Stored data entries:
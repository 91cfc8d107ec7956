// In memory roles backend.
//
// Knobs
// - `toggle_offline` fails every call.
// - `fail_writes` fails create, update and delete while listing keeps working.
// - `bare_listing` answers listings as a bare array of every role, ignoring
//   paging, like older backends do.
// - `list_calls` counts listing requests.

use crate::modules::roles::adapters::outbound::roles_api::RolesApi;
use crate::modules::roles::core::role::{NewRole, Role, RoleId, RolePatch};
use crate::shared::core::pagination::{Paginated, page_window};
use async_trait::async_trait;
use serde_json::Map;
use std::sync::atomic::{AtomicBool, AtomicUsize, Ordering};
use tokio::sync::RwLock;

#[derive(Default)]
pub struct InMemoryRoles {
    roles: RwLock<Vec<Role>>,
    failing_writes: AtomicBool,
    listings: AtomicUsize,
    bare_listing: bool,
    is_offline: bool,
}

impl InMemoryRoles {
    pub fn new() -> Self {
        Self::default()
    }

    pub fn with_roles(roles: Vec<Role>) -> Self {
        Self {
            roles: RwLock::new(roles),
            ..Self::default()
        }
    }

    pub fn toggle_offline(&mut self) {
        self.is_offline = !self.is_offline;
    }

    pub fn bare_listing(mut self) -> Self {
        self.bare_listing = true;
        self
    }

    pub fn fail_writes(&self, failing: bool) {
        self.failing_writes.store(failing, Ordering::SeqCst);
    }

    pub fn list_calls(&self) -> usize {
        self.listings.load(Ordering::SeqCst)
    }

    pub async fn snapshot(&self) -> Vec<Role> {
        self.roles.read().await.clone()
    }

    fn check_online(&self) -> anyhow::Result<()> {
        if self.is_offline {
            return Err(anyhow::anyhow!("Roles backend offline"));
        }
        Ok(())
    }

    fn check_writable(&self) -> anyhow::Result<()> {
        self.check_online()?;
        if self.failing_writes.load(Ordering::SeqCst) {
            return Err(anyhow::anyhow!("Roles backend rejected the write"));
        }
        Ok(())
    }
}

#[async_trait]
impl RolesApi for InMemoryRoles {
    async fn list(&self, page: u32, limit: u32) -> anyhow::Result<Paginated<Role>> {
        self.listings.fetch_add(1, Ordering::SeqCst);
        self.check_online()?;
        let roles = self.roles.read().await;
        if self.bare_listing {
            return Ok(Paginated {
                items: roles.clone(),
                total: roles.len() as u64,
            });
        }
        Ok(Paginated {
            items: page_window(&roles[..], page, limit).to_vec(),
            total: roles.len() as u64,
        })
    }

    async fn create(&self, role: NewRole) -> anyhow::Result<Role> {
        self.check_writable()?;
        let mut roles = self.roles.write().await;
        let id = roles.iter().map(|r| r.id).max().unwrap_or(0) + 1;
        let created = Role {
            id,
            name: role.name,
            is_enabled: role.is_enabled,
            extra: Map::new(),
        };
        roles.push(created.clone());
        Ok(created)
    }

    async fn update(&self, id: RoleId, patch: RolePatch) -> anyhow::Result<Role> {
        self.check_writable()?;
        let mut roles = self.roles.write().await;
        let role = roles
            .iter_mut()
            .find(|r| r.id == id)
            .ok_or_else(|| anyhow::anyhow!("Role {id} not found"))?;
        if let Some(name) = patch.name {
            role.name = name;
        }
        if let Some(is_enabled) = patch.is_enabled {
            role.is_enabled = is_enabled;
        }
        Ok(role.clone())
    }

    async fn delete(&self, id: RoleId) -> anyhow::Result<()> {
        self.check_writable()?;
        let mut roles = self.roles.write().await;
        let before = roles.len();
        roles.retain(|r| r.id != id);
        if roles.len() == before {
            return Err(anyhow::anyhow!("Role {id} not found"));
        }
        Ok(())
    }
}
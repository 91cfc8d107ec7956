use crate::modules::timesheets::adapters::outbound::timesheets_api::TimesheetsApi;
use crate::modules::timesheets::core::entry::{Project, ProjectId, TimeEntry};
use std::sync::Arc;
use std::sync::atomic::{AtomicU64, Ordering};
use tokio::task::JoinSet;

#[derive(Debug, Clone, PartialEq)]
pub enum LoadOutcome {
    Current {
        generation: u64,
        entries: Vec<TimeEntry>,
        failed_projects: Vec<ProjectId>,
    },
    /// A newer load started before this one finished; its entries were dropped.
    Superseded { generation: u64 },
}

/// Fetches the entries of every project concurrently.
///
/// Every call to [`EntryLoader::load`] takes the next generation. Only the
/// latest generation may report [`LoadOutcome::Current`].
pub struct EntryLoader {
    api: Arc<dyn TimesheetsApi>,
    generation: AtomicU64,
}

impl EntryLoader {
    pub fn new(api: Arc<dyn TimesheetsApi>) -> Self {
        Self {
            api,
            generation: AtomicU64::new(0),
        }
    }

    pub fn latest_generation(&self) -> u64 {
        self.generation.load(Ordering::SeqCst)
    }

    pub async fn load(&self, projects: &[Project]) -> LoadOutcome {
        let generation = self.generation.fetch_add(1, Ordering::SeqCst) + 1;
        tracing::info!(generation, projects = projects.len(), "loading time entries");

        let mut tasks = JoinSet::new();
        for (position, project) in projects.iter().enumerate() {
            let api = Arc::clone(&self.api);
            let project_id = project.id;
            tasks.spawn(async move {
                let fetched = api.list_by_project(project_id).await;
                (position, project_id, fetched)
            });
        }

        let mut fetched: Vec<(usize, Vec<TimeEntry>)> = Vec::with_capacity(projects.len());
        let mut failed_projects = Vec::new();
        while let Some(joined) = tasks.join_next().await {
            match joined {
                Ok((position, _, Ok(entries))) => fetched.push((position, entries)),
                Ok((_, project_id, Err(error))) => {
                    tracing::error!(
                        project_id,
                        error = %error,
                        "failed to fetch entries for project"
                    );
                    failed_projects.push(project_id);
                }
                Err(error) => tracing::error!(error = %error, "entry fetch task aborted"),
            }
        }

        if self.latest_generation() != generation {
            tracing::info!(generation, "discarding superseded time entries");
            return LoadOutcome::Superseded { generation };
        }

        fetched.sort_by_key(|(position, _)| *position);
        failed_projects.sort_unstable();
        let entries: Vec<TimeEntry> = fetched
            .into_iter()
            .flat_map(|(_, entries)| entries)
            .collect();
        tracing::info!(
            generation,
            entries = entries.len(),
            failed = failed_projects.len(),
            "time entries loaded"
        );

        LoadOutcome::Current {
            generation,
            entries,
            failed_projects,
        }
    }
}
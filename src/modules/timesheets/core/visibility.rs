// Role based visibility of time entries.
//
// The viewer is always passed in explicitly; nothing here reads session state.

use serde::{Deserialize, Serialize};

use crate::modules::timesheets::core::entry::TimeEntry;

pub type RoleId = i64;

pub const ADMIN_ROLE_ID: RoleId = 1;
pub const SECONDARY_PRIVILEGED_ROLE_ID: RoleId = 4;
pub const ADMIN_ROLE_NAME: &str = "admin";

#[derive(Debug, Clone, PartialEq, Eq, Serialize, Deserialize)]
pub struct CurrentUser {
    #[serde(default)]
    pub user_name: Option<String>,
    #[serde(default)]
    pub role_id: Option<RoleId>,
    #[serde(default)]
    pub role: Option<ViewerRole>,
}

#[derive(Debug, Clone, PartialEq, Eq, Serialize, Deserialize)]
pub struct ViewerRole {
    #[serde(default)]
    pub name: Option<String>,
}

#[derive(Debug, Clone, PartialEq, Eq)]
pub struct AccessPolicy {
    pub admin_role_name: String,
    pub privileged_role_ids: Vec<RoleId>,
}

impl Default for AccessPolicy {
    fn default() -> Self {
        Self {
            admin_role_name: ADMIN_ROLE_NAME.to_string(),
            privileged_role_ids: vec![ADMIN_ROLE_ID, SECONDARY_PRIVILEGED_ROLE_ID],
        }
    }
}

impl AccessPolicy {
    pub fn is_admin(&self, user: &CurrentUser) -> bool {
        let admin_by_name = user
            .role
            .as_ref()
            .and_then(|role| role.name.as_deref())
            .is_some_and(|name| name.eq_ignore_ascii_case(&self.admin_role_name));
        let admin_by_id = user
            .role_id
            .is_some_and(|id| self.privileged_role_ids.contains(&id));
        admin_by_name || admin_by_id
    }

    /// Entries `viewer` may see. No viewer means no restriction.
    pub fn filter_by_role(
        &self,
        entries: &[TimeEntry],
        viewer: Option<&CurrentUser>,
    ) -> Vec<TimeEntry> {
        let Some(viewer) = viewer else {
            tracing::debug!("no current user, showing all entries");
            return entries.to_vec();
        };

        if self.is_admin(viewer) {
            tracing::debug!(role_id = ?viewer.role_id, "admin viewer, showing all entries");
            return entries.to_vec();
        }

        let Some(user_name) = viewer.user_name.as_deref() else {
            tracing::debug!("viewer has no user name, hiding all entries");
            return Vec::new();
        };

        let visible: Vec<TimeEntry> = entries
            .iter()
            .filter(|entry| entry.creator_user_name() == Some(user_name))
            .cloned()
            .collect();
        tracing::debug!(
            user_name,
            visible = visible.len(),
            total = entries.len(),
            "filtered entries by creator"
        );
        visible
    }
}

/// Filters with the default policy.
pub fn filter_by_role(entries: &[TimeEntry], viewer: Option<&CurrentUser>) -> Vec<TimeEntry> {
    AccessPolicy::default().filter_by_role(entries, viewer)
}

What you are asked to do:
Return the lines above that include the string "fails".

Output of the exercise:
// - `toggle_offline` fails every call.
// - `fail_writes` fails create, update and delete while listing keeps working.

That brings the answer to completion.